We will start seeing GigE get saturated between traditional distribution and access for typical 1Gb uplinks to a building or large floor in a campus. If your budget is tight and fiber is already pulled in a bundle with plenty of capacity Link Aggregation Groups (LAG) will give you double the capacity to give 10Gb cost to continue to come down.
Be open minded, not preaching here btw, I love routine and dislike change as much as anyone but betting against technology, progress and change is a gamble. Someday sooner rather than later the business will say we want to cut a million dollars in cabling to that building, operate on facts. Don’t worry we will always have wired networks, something has to backhaul wireless traffic those wired networks will be much more software defined vis a vi SDN just as the wireless industry has been doing for a number of years now. Or, just ask the carriers that continue to under provision to cell towers to take profit.

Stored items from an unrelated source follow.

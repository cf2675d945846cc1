//! Prompt expansion: turning a vibe description into per-category image
//! prompts via a language-model call.
//!
//! The call is a synchronous request/response collaborator from the core's
//! perspective; everything here is a single call-and-parse wrapper behind
//! the `PromptExpander` trait.

use std::time::Duration;

use async_trait::async_trait;
use serde::Deserialize;
use serde_json::{Value, json};

use crate::domain::prompt::PromptSet;
use crate::error::{Result, VibepackError};

const SYSTEM_PROMPT: &str = "\
You are a prompt engineer for Qwen-Image, an AI text-to-image generation model.
Generate vivid, detailed image generation prompts optimized for high-quality output.

Guidelines:
- Each prompt must be self-contained and richly descriptive.
- Focus on: visual style, lighting, mood, color palette, composition, specific details.
- Art style: semi-realistic digital art, high detail, professional quality.
- Do NOT include text, watermarks, or UI elements in prompt descriptions.";

const DEFAULT_API_URL: &str = "https://api.anthropic.com/v1/messages";
const DEFAULT_MODEL: &str = "claude-haiku-4-5-20251001";
const REQUEST_TIMEOUT: Duration = Duration::from_secs(120);

/// Trait for the prompt-expansion collaborator.
#[async_trait]
pub trait PromptExpander: Send + Sync {
    /// Generate `num_assets` prompts for each of the three categories.
    ///
    /// Implementations report upstream failures as
    /// [`VibepackError::PromptGeneration`]; count validation happens when
    /// the set is flattened into requests.
    async fn expand(
        &self,
        vibe_name: &str,
        vibe_description: &str,
        num_assets: usize,
    ) -> Result<PromptSet>;
}

// ============================================================================
// Production implementation against an Anthropic-compatible messages API
// ============================================================================

/// Prompt expander backed by the Claude messages API.
#[derive(Clone)]
pub struct ClaudePromptExpander {
    client: reqwest::Client,
    api_url: String,
    api_key: String,
    model: String,
}

impl ClaudePromptExpander {
    pub fn new(api_key: impl Into<String>) -> Self {
        Self {
            client: reqwest::Client::new(),
            api_url: DEFAULT_API_URL.to_string(),
            api_key: api_key.into(),
            model: DEFAULT_MODEL.to_string(),
        }
    }

    /// Point at a different API endpoint (e.g. a proxy).
    pub fn with_api_url(mut self, api_url: impl Into<String>) -> Self {
        self.api_url = api_url.into();
        self
    }

    pub fn with_model(mut self, model: impl Into<String>) -> Self {
        self.model = model.into();
        self
    }

    fn user_prompt(vibe_name: &str, vibe_description: &str, num_assets: usize) -> String {
        format!(
            "Vibe: \"{vibe_name}\"\n\
             Description: {vibe_description}\n\n\
             Generate image prompts for this vibe across three categories:\n\n\
             1. \"backgrounds\" — {num_assets} unique background/environment scenes (1024x1024 square format).\n   \
             These should be varied environments matching the vibe aesthetic. No people in the scene.\n   \
             Focus on architecture, landscapes, interiors, or atmospheric settings.\n\n\
             2. \"female\" — {num_assets} female outfit/costume prompts (768x1024 portrait format).\n   \
             Full outfit displayed on a plain/neutral background. Fashion photography style.\n   \
             Show the complete clothing ensemble clearly. NO face or person — clothing only,\n   \
             displayed as if on an invisible mannequin or laid flat. Include accessories.\n\n\
             3. \"male\" — {num_assets} male outfit/costume prompts (768x1024 portrait format).\n   \
             Same style as female — full outfit on neutral background, clothing only, no face.\n   \
             Include accessories and footwear.\n\n\
             Each prompt should be 2-4 sentences of vivid visual description."
        )
    }

    fn tool_schema() -> Value {
        json!({
            "name": "generate_prompts",
            "description": "Generate structured image generation prompts for each category.",
            "input_schema": {
                "type": "object",
                "properties": {
                    "backgrounds": {
                        "type": "array",
                        "items": {"type": "string"},
                        "description": "Background/environment scene prompts",
                    },
                    "female": {
                        "type": "array",
                        "items": {"type": "string"},
                        "description": "Female outfit/costume prompts",
                    },
                    "male": {
                        "type": "array",
                        "items": {"type": "string"},
                        "description": "Male outfit/costume prompts",
                    },
                },
                "required": ["backgrounds", "female", "male"],
            },
        })
    }
}

#[derive(Debug, Deserialize)]
struct MessagesResponse {
    #[serde(default)]
    content: Vec<ContentBlock>,
}

#[derive(Debug, Deserialize)]
struct ContentBlock {
    #[serde(rename = "type")]
    kind: String,
    #[serde(default)]
    name: Option<String>,
    #[serde(default)]
    input: Option<Value>,
}

#[async_trait]
impl PromptExpander for ClaudePromptExpander {
    #[tracing::instrument(skip(self, vibe_description))]
    async fn expand(
        &self,
        vibe_name: &str,
        vibe_description: &str,
        num_assets: usize,
    ) -> Result<PromptSet> {
        let body = json!({
            "model": self.model,
            "max_tokens": 4096,
            "system": SYSTEM_PROMPT,
            "messages": [{
                "role": "user",
                "content": Self::user_prompt(vibe_name, vibe_description, num_assets),
            }],
            "tools": [Self::tool_schema()],
            "tool_choice": {"type": "tool", "name": "generate_prompts"},
        });

        let response = self
            .client
            .post(&self.api_url)
            .timeout(REQUEST_TIMEOUT)
            .header("x-api-key", &self.api_key)
            .header("anthropic-version", "2023-06-01")
            .json(&body)
            .send()
            .await
            .map_err(|e| VibepackError::PromptGeneration(e.to_string()))?;

        let status = response.status();
        if !status.is_success() {
            let body = response.text().await.unwrap_or_default();
            return Err(VibepackError::PromptGeneration(format!(
                "messages API returned {}: {}",
                status, body
            )));
        }

        let parsed: MessagesResponse = response
            .json()
            .await
            .map_err(|e| VibepackError::PromptGeneration(e.to_string()))?;

        let tool_input = parsed
            .content
            .into_iter()
            .find(|block| {
                block.kind == "tool_use" && block.name.as_deref() == Some("generate_prompts")
            })
            .and_then(|block| block.input)
            .ok_or_else(|| {
                VibepackError::PromptGeneration(
                    "messages API did not return the expected tool_use block".to_string(),
                )
            })?;

        let set: PromptSet = serde_json::from_value(tool_input)
            .map_err(|e| VibepackError::PromptGeneration(format!("malformed tool input: {e}")))?;

        tracing::info!(
            backgrounds = set.backgrounds.len(),
            female = set.female.len(),
            male = set.male.len(),
            "Prompts generated"
        );
        Ok(set)
    }
}

// ============================================================================
// Test/Mock implementation
// ============================================================================

/// Prompt expander returning a fixed set, for tests.
#[derive(Clone, Default)]
pub struct StaticPromptExpander {
    set: PromptSet,
    error: Option<String>,
}

impl StaticPromptExpander {
    pub fn new(set: PromptSet) -> Self {
        Self { set, error: None }
    }

    /// An expander that always fails with the given message.
    pub fn failing(message: impl Into<String>) -> Self {
        Self {
            set: PromptSet::default(),
            error: Some(message.into()),
        }
    }

    /// Formulaic prompts, `num_assets` per category.
    pub fn formulaic(vibe_name: &str, num_assets: usize) -> Self {
        let prompts = |kind: &str| {
            (0..num_assets)
                .map(|n| format!("{vibe_name} {kind} scene {n}"))
                .collect()
        };
        Self::new(PromptSet {
            backgrounds: prompts("background"),
            female: prompts("female outfit"),
            male: prompts("male outfit"),
        })
    }
}

#[async_trait]
impl PromptExpander for StaticPromptExpander {
    async fn expand(
        &self,
        _vibe_name: &str,
        _vibe_description: &str,
        _num_assets: usize,
    ) -> Result<PromptSet> {
        match &self.error {
            Some(message) => Err(VibepackError::PromptGeneration(message.clone())),
            None => Ok(self.set.clone()),
        }
    }
}

#[cfg(test)]
mod tests {
    use super::*;

    #[test]
    fn user_prompt_names_vibe_and_counts() {
        let prompt = ClaudePromptExpander::user_prompt("mughal_royale", "royal court", 2);
        assert!(prompt.contains("mughal_royale"));
        assert!(prompt.contains("royal court"));
        assert!(prompt.contains("2 unique background/environment scenes"));
    }

    #[test]
    fn tool_use_block_parses_into_prompt_set() {
        let raw = json!({
            "content": [
                {"type": "text", "text": "thinking..."},
                {"type": "tool_use", "name": "generate_prompts", "input": {
                    "backgrounds": ["b1"],
                    "female": ["f1"],
                    "male": ["m1"],
                }}
            ]
        });

        let parsed: MessagesResponse = serde_json::from_value(raw).unwrap();
        let input = parsed
            .content
            .into_iter()
            .find(|b| b.kind == "tool_use")
            .and_then(|b| b.input)
            .unwrap();
        let set: PromptSet = serde_json::from_value(input).unwrap();
        assert_eq!(set.backgrounds, vec!["b1"]);
        assert_eq!(set.male, vec!["m1"]);
    }

    #[tokio::test]
    async fn static_expander_returns_its_set() {
        let expander = StaticPromptExpander::formulaic("noir", 2);
        let set = expander.expand("noir", "dark alleys", 2).await.unwrap();
        assert_eq!(set.backgrounds.len(), 2);
        assert_eq!(set.female.len(), 2);
        assert_eq!(set.male.len(), 2);
    }

    #[tokio::test]
    async fn failing_expander_surfaces_prompt_generation_error() {
        let expander = StaticPromptExpander::failing("api down");
        let err = expander.expand("noir", "dark", 1).await.unwrap_err();
        assert!(matches!(err, VibepackError::PromptGeneration(_)));
    }
}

The wired days in the Enterprise are numbered. How long who knows but BYOD, mobility and amazing problem solving of physics problems in the finite wireless spectrum lead me to believe it is not measured in double digit years. This is just some musing, I get paid to do whats best for my organization not build the best network in history, sometimes good enough is just that and the reality of budgets force prioritization. Long live networks.
It is not that rosy as you say. Wireless boundaries are not controllable as with wires.

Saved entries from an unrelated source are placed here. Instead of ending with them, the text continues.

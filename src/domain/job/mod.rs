//! Job aggregate - domain model and state transitions.
//!
//! This module contains the core domain logic for inference jobs:
//! - Job types and states (typestate pattern)
//! - State transition methods
//! - Failure reasons and terminal outcomes

pub mod state;
pub mod transitions;

// Re-export commonly used types
pub use state::*;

Yes you can have dot1x in both worlds, but if you want it really secure you need eap-tls, which requires internal PKI infrastructure.
You can argue that most enterprises should have one, but in practice – not many of them really do. In most cases that simply live with switched and unprotected Ethernet, which is still more controllable (due to physical security at least) than wireless coverage.
Now let’s get back to wireless. Take a look at 802.11ac offerings? How many enterprise class solutions you can see there? None? Hmmm. I have seen the same story many years ago, when 802.11n was in countless drafts and only few enterprise solutions were available.
Nowadays you have offerings of 11n APs and controllers from all vendors. But have you tried to compare prices? Why, for example Cisco AP541n, which can cluster up to 10 boxes and share wireless settings, and associations (so by all means not home grade netgear router) is cheaper than dumb and controller operated AP from HP?
As a result we and up with many BYODs and corporate laptops in rather outdated wireless infrastructure or with tons of standalone APs from different vendors and roaming is performed by better but still not ideal endpoints’ device drivers with unpredictable results
The physical security of unsecured Ethernet ignores the simple fact that most security events occur due to employees who already have physical access to the network. Wireless installations using WPA2-Enterprise (PEAP) are generally more secure and easier to audit than unsecured wired networks.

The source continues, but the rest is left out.